Mine is going as well as it can. I am currently unemployed (due to COVID-19) so I am spending my days writing, watching everything on Netflix, and catching up with friends. Some of my friends are single, living with roommates or back home with their parents, but some of my friends are with their partners during this time. I couldn’t help but wonder… How are the covid couples handling the pandemic? And, is it better to be with a significant other during this crisis- or without?
When I say covid couples, I mean the couples who started dating right when the pandemic hit. Sure, there are plenty of partnerships who’ve been together long before the pandemic, but I’m not too worried about them. I’m more concerned with the relationships who just began to bloom in February/March and are now in quarantine together.
My dad and his new girlfriend are one example. My dad has been living alone for several years and for the first few, I could tell all that time alone was hard for him. However, in the last couple years, I’ve seen him actually enjoy his space to himself. However, COVID-19 happened and his girlfriend lost her job. She moved in with him -and they're doing great! I think he needed to achieve peace within himself in order to move on and bring a new woman into his life. Plus, I hear she’s a terrific cook, so my dad is living in quarantine bliss. So, that’s one covid couple I’m not worried about.

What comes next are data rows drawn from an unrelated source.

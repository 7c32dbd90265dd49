//! CPU rasterizer
//!
//! Draws the world into an RGBA8 pixel buffer: clear to the background
//! color, then one filled disc per body. Rasterization is a bounding-box
//! scan with an inside-circle test; pixels outside the surface are
//! silently clipped.

use crate::consts::BACKGROUND;
use crate::sim::{Color, DiscDraw, World};

/// Fill the whole buffer with one color
pub fn clear(frame: &mut [u8], color: Color) {
    for pixel in frame.chunks_exact_mut(4) {
        pixel.copy_from_slice(&color);
    }
}

/// Write one pixel, silently skipping coordinates outside the surface
fn set_pixel(frame: &mut [u8], width: u32, height: u32, x: i64, y: i64, color: Color) {
    if x < 0 || y < 0 || x >= i64::from(width) || y >= i64::from(height) {
        return;
    }
    let idx = (y as usize * width as usize + x as usize) * 4;
    frame[idx..idx + 4].copy_from_slice(&color);
}

/// Rasterize a filled disc
///
/// Scans the disc's bounding box and keeps pixels with `dx² + dy² <= r²`.
/// The center truncates to the integer pixel grid.
pub fn fill_disc(frame: &mut [u8], width: u32, height: u32, draw: &DiscDraw) {
    let r = draw.radius.ceil() as i64;
    let cx = draw.center.x as i64;
    let cy = draw.center.y as i64;
    let r_sq = draw.radius * draw.radius;

    for dy in -r..=r {
        for dx in -r..=r {
            if ((dx * dx + dy * dy) as f64) <= r_sq {
                set_pixel(frame, width, height, cx + dx, cy + dy, draw.color);
            }
        }
    }
}

/// Draw one frame: clear, then every disc in draw-list order
pub fn render(world: &World, frame: &mut [u8], width: u32, height: u32) {
    clear(frame, BACKGROUND);
    for draw in world.draw_list() {
        fill_disc(frame, width, height, &draw);
    }
}

#[cfg(test)]
mod tests {
    use super::*;
    use crate::SimConfig;
    use glam::DVec2;

    const W: u32 = 16;
    const H: u32 = 16;

    fn buffer() -> Vec<u8> {
        vec![0u8; (W * H * 4) as usize]
    }

    fn pixel(frame: &[u8], x: u32, y: u32) -> Color {
        let idx = ((y * W + x) * 4) as usize;
        [frame[idx], frame[idx + 1], frame[idx + 2], frame[idx + 3]]
    }

    #[test]
    fn test_clear_fills_every_pixel() {
        let mut frame = buffer();
        clear(&mut frame, [10, 20, 30, 255]);
        for y in 0..H {
            for x in 0..W {
                assert_eq!(pixel(&frame, x, y), [10, 20, 30, 255]);
            }
        }
    }

    #[test]
    fn test_fill_disc_inside_test() {
        let mut frame = buffer();
        let draw = DiscDraw {
            center: DVec2::new(8.0, 8.0),
            radius: 3.0,
            color: [255, 0, 0, 255],
        };
        fill_disc(&mut frame, W, H, &draw);

        // Center and cardinal extremes are inside
        assert_eq!(pixel(&frame, 8, 8), [255, 0, 0, 255]);
        assert_eq!(pixel(&frame, 11, 8), [255, 0, 0, 255]);
        assert_eq!(pixel(&frame, 8, 5), [255, 0, 0, 255]);
        // Bounding-box corner fails dx² + dy² <= r²
        assert_eq!(pixel(&frame, 11, 11), [0, 0, 0, 0]);
        // Just past the radius
        assert_eq!(pixel(&frame, 12, 8), [0, 0, 0, 0]);
    }

    #[test]
    fn test_fill_disc_clips_at_edges() {
        let mut frame = buffer();
        let draw = DiscDraw {
            center: DVec2::new(0.0, 0.0),
            radius: 3.0,
            color: [0, 255, 0, 255],
        };
        // Half the disc is off-surface; must not panic or wrap
        fill_disc(&mut frame, W, H, &draw);

        assert_eq!(pixel(&frame, 0, 0), [0, 255, 0, 255]);
        assert_eq!(pixel(&frame, 3, 0), [0, 255, 0, 255]);
        // Opposite edge untouched (no wraparound writes)
        assert_eq!(pixel(&frame, W - 1, 0), [0, 0, 0, 0]);
        assert_eq!(pixel(&frame, 0, H - 1), [0, 0, 0, 0]);
    }

    #[test]
    fn test_render_clears_then_draws() {
        let config = SimConfig {
            width: f64::from(W),
            height: f64::from(H),
            body_radius: 2.0,
            ..SimConfig::default()
        };
        let mut world = World::new(config, 21);
        world.spawn_at(8, 8);
        let body_color = world.bodies[0].color;

        let mut frame = buffer();
        render(&world, &mut frame, W, H);

        assert_eq!(pixel(&frame, 8, 8), body_color);
        // Far corner shows the background
        assert_eq!(pixel(&frame, 0, H - 1), crate::consts::BACKGROUND);
    }
}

To give you an insight into my little quarantine corner. I am not currently dating anyone. I haven’t been on a date in… let’s just say, it’s been a while. When this pandemic started, I thought ‘I would be so much better off if I were in a relationship right now.’ I was wrong. I mean, if there was a way to pull a Cher and turn back time, I could saddle myself up with somebody just to see how well I’d do. I just don’t think it would be a good idea for me right now. Along with everybody else on this planet, my anxiety has spiked since March. Some things which normally wouldn’t bother me at all, ramp up my anxiety like I’m hanging on a cliff. Just finding the right time to do laundry and not run into anybody is a task. Moreover, only a week in, I had harmful thoughts about myself (refer to previous blog post). I would not want a partner to be quarantined with me while I’m in this anxious state. The thought of being quarantined with a romantic partner actually gives me more anxiety.
I am quarantining with my roommate, though, and she is delightful. We are cohabitating very easily in the sense that when we need alone time, we allow each other that space. When we need to be around another person, we hang in the common areas. Even if we’re each on our laptops with our earbuds in, it’s just nice to be in the presence of another person. I feel awful for my mom, in that respect. She lives alone (almost 400 miles from me) and that normally suits her fine. She’s a lone wolf of sorts. But during this time, she’s confided that she’s actually quite lonely. We are very much alike in the sense that we gain energy from being alone. Although, since she is the more extroverted one, clubbing on a Saturday night is normal for her. We make sure to facetime and call as often as we can – to feel normal.
That’s the thing, isn’t it? Feeling normal? We have all said it at least once- I just want to feel normal again. I want this to feel normal. I want to be normal. If one can reach a level of normalcy in all this madness – with or without a partner, then that’s the key. I feel normal being single. I’ve been single for 3 years. I grew up single (only child). Being single is a state of normal for me. Some people need a romantic partner to feel normal. In the end, we’re going through a pandemic and our most basic need to feel like normal people must be met. If all you can do just to get through the day is eat and sleep – that’s all you need to do. The world is in chaos and we just need to get through it, no matter the how.
Suppose those who come out the other side of this are still in couplings, it could be said their relationship can withstand anything. And those who don’t, well, perhaps they are better off going through a pandemic alone – or alone for now. One thing can be said of all of us- we’re learning what we need individually to get through a pandemic. Whether that’s a person, a cat, a roommate, or just a laptop to write out all of our feelings- that’s all we need to focus on.